Journal of Applied Physiology ◽

10.1152/japplphysiol.00210.2011 ◽

2011 ◽

Vol 111 (5) ◽

pp. 1505-1513 ◽

Cited By ~ 251

Author(s):

Michelle W. Voss ◽

Lindsay S. Nagamatsu ◽

Teresa Liu-Ambrose ◽

Arthur F. Kramer

Keyword(s):

Resistance Training ◽

Animal Models ◽

Life Span ◽

Current Evidence ◽

Brain Health ◽

Future Directions ◽

Exercise Type ◽

Clinically Significant ◽

The Brain ◽

Human Neuroimaging

This is a brief review of current evidence for the relationships between physical activity and exercise and the brain and cognition throughout the life span in non-pathological populations.
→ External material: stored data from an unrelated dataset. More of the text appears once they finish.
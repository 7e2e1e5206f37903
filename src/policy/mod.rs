//! # Source Policies
//!
//! Per-message interception wrappers around message-source invocations.
//!
//! ## Overview
//!
//! A [`SourcePolicy`] declares which message sources it applies to by
//! [`ComponentIdentifier`] and manufactures one [`PolicyInstance`] per
//! matching message. The instance runs its pre-hook before the flow routes
//! the event and is attached to the event's internal state so that
//! post-processing code can find it without a side channel.
//!
//! ## Lifecycle
//!
//! Instances are created at the start of processing one message, consulted
//! around route execution, and discarded with the event. They are never
//! shared across events, and applicability is recomputed per message from a
//! registry snapshot.

pub mod registry;

pub use registry::PolicyRegistry;

use parking_lot::Mutex;
use serde::{Deserialize, Serialize};
use std::fmt;
use std::str::FromStr;
use std::sync::Arc;

use crate::event::Event;
use crate::messaging::MessagingError;

/// Namespace + name pair identifying a connector component, e.g.
/// `httpn:listener`.
#[derive(Debug, Clone, PartialEq, Eq, Hash, Serialize, Deserialize)]
pub struct ComponentIdentifier {
    namespace: String,
    name: String,
}

impl ComponentIdentifier {
    pub fn new(namespace: impl Into<String>, name: impl Into<String>) -> Self {
        Self {
            namespace: namespace.into(),
            name: name.into(),
        }
    }

    pub fn namespace(&self) -> &str {
        &self.namespace
    }

    pub fn name(&self) -> &str {
        &self.name
    }
}

impl fmt::Display for ComponentIdentifier {
    fn fmt(&self, f: &mut fmt::Formatter<'_>) -> fmt::Result {
        write!(f, "{}:{}", self.namespace, self.name)
    }
}

impl FromStr for ComponentIdentifier {
    type Err = String;

    fn from_str(s: &str) -> Result<Self, Self::Err> {
        match s.split_once(':') {
            Some((namespace, name)) if !namespace.is_empty() && !name.is_empty() => {
                Ok(Self::new(namespace, name))
            }
            _ => Err(format!("Invalid component identifier: {s}")),
        }
    }
}

/// Outcome of a policy pre-hook.
#[derive(Debug, Clone)]
pub enum SourcePolicyDecision {
    /// Continue processing with the given event.
    Proceed(Event),
    /// Stop before routing; the given event becomes the response.
    ShortCircuit(Event),
}

impl SourcePolicyDecision {
    pub fn event(&self) -> &Event {
        match self {
            Self::Proceed(event) | Self::ShortCircuit(event) => event,
        }
    }

    pub fn into_event(self) -> Event {
        match self {
            Self::Proceed(event) | Self::ShortCircuit(event) => event,
        }
    }

    pub fn proceeds(&self) -> bool {
        matches!(self, Self::Proceed(_))
    }
}

type SourcePreHook =
    dyn Fn(Event) -> Result<SourcePolicyDecision, MessagingError> + Send + Sync;

/// One policy application to one in-flight message.
pub struct PolicyInstance {
    policy_name: String,
    source: ComponentIdentifier,
    pre_hook: Box<SourcePreHook>,
    attached_event: Mutex<Option<Event>>,
}

impl PolicyInstance {
    pub fn new(
        policy_name: impl Into<String>,
        source: ComponentIdentifier,
        pre_hook: impl Fn(Event) -> Result<SourcePolicyDecision, MessagingError>
            + Send
            + Sync
            + 'static,
    ) -> Self {
        Self {
            policy_name: policy_name.into(),
            source,
            pre_hook: Box::new(pre_hook),
            attached_event: Mutex::new(None),
        }
    }

    /// Run the pre-hook before the underlying route executes.
    pub fn process_source_pre(
        &self,
        event: Event,
    ) -> Result<SourcePolicyDecision, MessagingError> {
        (self.pre_hook)(event)
    }

    /// Attach the hook's result event for post-processing lookups.
    pub fn attach_event(&self, event: Event) {
        *self.attached_event.lock() = Some(event);
    }

    pub fn attached_event(&self) -> Option<Event> {
        self.attached_event.lock().clone()
    }

    pub fn policy_name(&self) -> &str {
        &self.policy_name
    }

    pub fn source(&self) -> &ComponentIdentifier {
        &self.source
    }
}

impl fmt::Debug for PolicyInstance {
    fn fmt(&self, f: &mut fmt::Formatter<'_>) -> fmt::Result {
        f.debug_struct("PolicyInstance")
            .field("policy_name", &self.policy_name)
            .field("source", &self.source)
            .field("attached", &self.attached_event.lock().is_some())
            .finish()
    }
}

/// A policy that can wrap message-source invocations.
pub trait SourcePolicy: Send + Sync {
    fn name(&self) -> &str;

    /// Whether this policy applies to the given source component.
    ///
    /// Recomputed per message; extended matchers may consult event content,
    /// so results must not be cached across messages.
    fn applies_to_source(&self, identifier: &ComponentIdentifier) -> bool;

    /// Create the per-message instance for a matching source.
    fn create_source_policy_instance(
        &self,
        identifier: &ComponentIdentifier,
    ) -> Arc<PolicyInstance>;
}
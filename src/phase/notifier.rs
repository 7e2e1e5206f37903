//! # Phase Completion Tokens
//!
//! One-shot completion signalling for a processing attempt.
//!
//! Both tokens here consume `self` on signal, so "exactly once" is enforced
//! by the type system rather than by convention: a second signal on the same
//! token does not compile.

use std::sync::Arc;
use tokio::sync::oneshot;
use tracing::debug;

use crate::error::CoreError;
use crate::messaging::{ExceptionHandler, MessagingError};
use crate::phase::PhaseState;

/// Outcome of one processing attempt.
#[derive(Debug)]
pub enum PhaseResult {
    Success,
    Failure(CoreError),
}

impl PhaseResult {
    pub fn is_success(&self) -> bool {
        matches!(self, Self::Success)
    }
}

/// One-shot completion token for one processing attempt.
///
/// Exactly one of [`success`](Self::success) or
/// [`failure`](Self::failure) is signalled per attempt.
#[derive(Debug)]
pub struct PhaseResultNotifier {
    sender: oneshot::Sender<PhaseResult>,
}

impl PhaseResultNotifier {
    /// Create a notifier together with the handle that observes its signal.
    pub fn channel() -> (Self, PhaseResultHandle) {
        let (sender, receiver) = oneshot::channel();
        (Self { sender }, PhaseResultHandle { receiver })
    }

    pub fn success(self) {
        debug!(state = %PhaseState::Completed, "Phase finished");
        let _ = self.sender.send(PhaseResult::Success);
    }

    pub fn failure(self, error: CoreError) {
        debug!(state = %PhaseState::Failed, error = %error, "Phase finished");
        let _ = self.sender.send(PhaseResult::Failure(error));
    }
}

/// Awaits the phase outcome signalled by the paired notifier.
#[derive(Debug)]
pub struct PhaseResultHandle {
    receiver: oneshot::Receiver<PhaseResult>,
}

impl PhaseResultHandle {
    /// Wait for the phase to finish.
    ///
    /// A notifier dropped without signalling (a worker that died mid-unit)
    /// surfaces as a failure rather than hanging the caller.
    pub async fn wait(self) -> PhaseResult {
        self.receiver.await.unwrap_or_else(|_| {
            PhaseResult::Failure(CoreError::MessagingError(
                "phase dropped without signalling a result".to_string(),
            ))
        })
    }
}

/// How a failed response delivery is resolved.
pub(crate) enum SendFailureDisposition {
    /// Success-response path: the failure runs through the exception handler
    /// once; recovery completes the phase, a handler error fails it.
    RouteThroughHandler(Arc<dyn ExceptionHandler>),
    /// Failure-response path: the handler already had its chance, so a
    /// delivery failure fails the phase directly.
    PhaseFailure,
}

/// At-most-once completion token for one response delivery.
///
/// Handed to the message source alongside the outgoing event; the source
/// reports delivery through exactly one of the two methods, each of which
/// translates into exactly one notifier signal.
pub struct ResponseCompletion {
    notifier: PhaseResultNotifier,
    on_send_failure: SendFailureDisposition,
}

impl ResponseCompletion {
    pub(crate) fn for_response(
        notifier: PhaseResultNotifier,
        exception_handler: Arc<dyn ExceptionHandler>,
    ) -> Self {
        Self {
            notifier,
            on_send_failure: SendFailureDisposition::RouteThroughHandler(exception_handler),
        }
    }

    pub(crate) fn for_failure_response(notifier: PhaseResultNotifier) -> Self {
        Self {
            notifier,
            on_send_failure: SendFailureDisposition::PhaseFailure,
        }
    }

    /// The response went out to the client.
    pub fn sent(self) {
        self.notifier.success();
    }

    /// Delivering the response failed.
    pub async fn sent_with_failure(self, error: MessagingError) {
        match self.on_send_failure {
            SendFailureDisposition::PhaseFailure => self.notifier.failure(error.into()),
            SendFailureDisposition::RouteThroughHandler(handler) => {
                let event = error.event().clone();
                match handler.handle_exception(error, event).await {
                    Ok(_) => self.notifier.success(),
                    Err(err) => self.notifier.failure(err.into()),
                }
            }
        }
    }
}

#[cfg(test)]
mod tests {
    use super::*;
    use crate::event::{Event, EventContext};
    use async_trait::async_trait;
    use std::sync::atomic::{AtomicUsize, Ordering};

    struct CountingHandler {
        invocations: AtomicUsize,
        recover: bool,
    }

    #[async_trait]
    impl ExceptionHandler for CountingHandler {
        async fn handle_exception(
            &self,
            error: MessagingError,
            event: Event,
        ) -> Result<Event, MessagingError> {
            self.invocations.fetch_add(1, Ordering::SeqCst);
            if self.recover {
                Ok(event)
            } else {
                Err(error)
            }
        }
    }

    fn event() -> Event {
        Event::builder(Arc::new(EventContext::new("completion-flow"))).build()
    }

    #[tokio::test]
    async fn test_success_signal() {
        let (notifier, handle) = PhaseResultNotifier::channel();
        notifier.success();
        assert!(handle.wait().await.is_success());
    }

    #[tokio::test]
    async fn test_dropped_notifier_surfaces_as_failure() {
        let (notifier, handle) = PhaseResultNotifier::channel();
        drop(notifier);
        match handle.wait().await {
            PhaseResult::Failure(CoreError::MessagingError(msg)) => {
                assert!(msg.contains("without signalling"));
            }
            other => panic!("expected failure, got {other:?}"),
        }
    }

    #[tokio::test]
    async fn test_failure_response_completion_fails_phase_on_send_failure() {
        let (notifier, handle) = PhaseResultNotifier::channel();
        let completion = ResponseCompletion::for_failure_response(notifier);
        completion
            .sent_with_failure(MessagingError::new("socket closed", event()))
            .await;
        match handle.wait().await {
            PhaseResult::Failure(CoreError::MessagingError(msg)) => {
                assert_eq!(msg, "socket closed");
            }
            other => panic!("expected failure, got {other:?}"),
        }
    }

    #[tokio::test]
    async fn test_response_completion_routes_send_failure_through_handler() {
        let handler = Arc::new(CountingHandler {
            invocations: AtomicUsize::new(0),
            recover: true,
        });
        let (notifier, handle) = PhaseResultNotifier::channel();
        let completion = ResponseCompletion::for_response(notifier, handler.clone());
        completion
            .sent_with_failure(MessagingError::new("flush failed", event()))
            .await;

        assert!(handle.wait().await.is_success());
        assert_eq!(handler.invocations.load(Ordering::SeqCst), 1);
    }
}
We focus on the effects of both aerobic and resistance training and provide a brief overview of potential neurobiological mechanisms derived from non-human animal models. Whereas research has focused primarily on the benefits of aerobic exercise in youth and young adult populations, there is growing evidence that both aerobic and resistance training are important for maintaining cognitive and brain health in old age. Finally, in these contexts, we point out gaps in the literature and future directions that will help advance the field of exercise neuroscience, including more studies that explicitly examine the effect of exercise type and intensity on cognition, the brain, and clinically significant outcomes. There is also a need for human neuroimaging studies to adopt a more unified multi-modal framework and for greater interaction between human and animal models of exercise effects on brain and cognition across the life span.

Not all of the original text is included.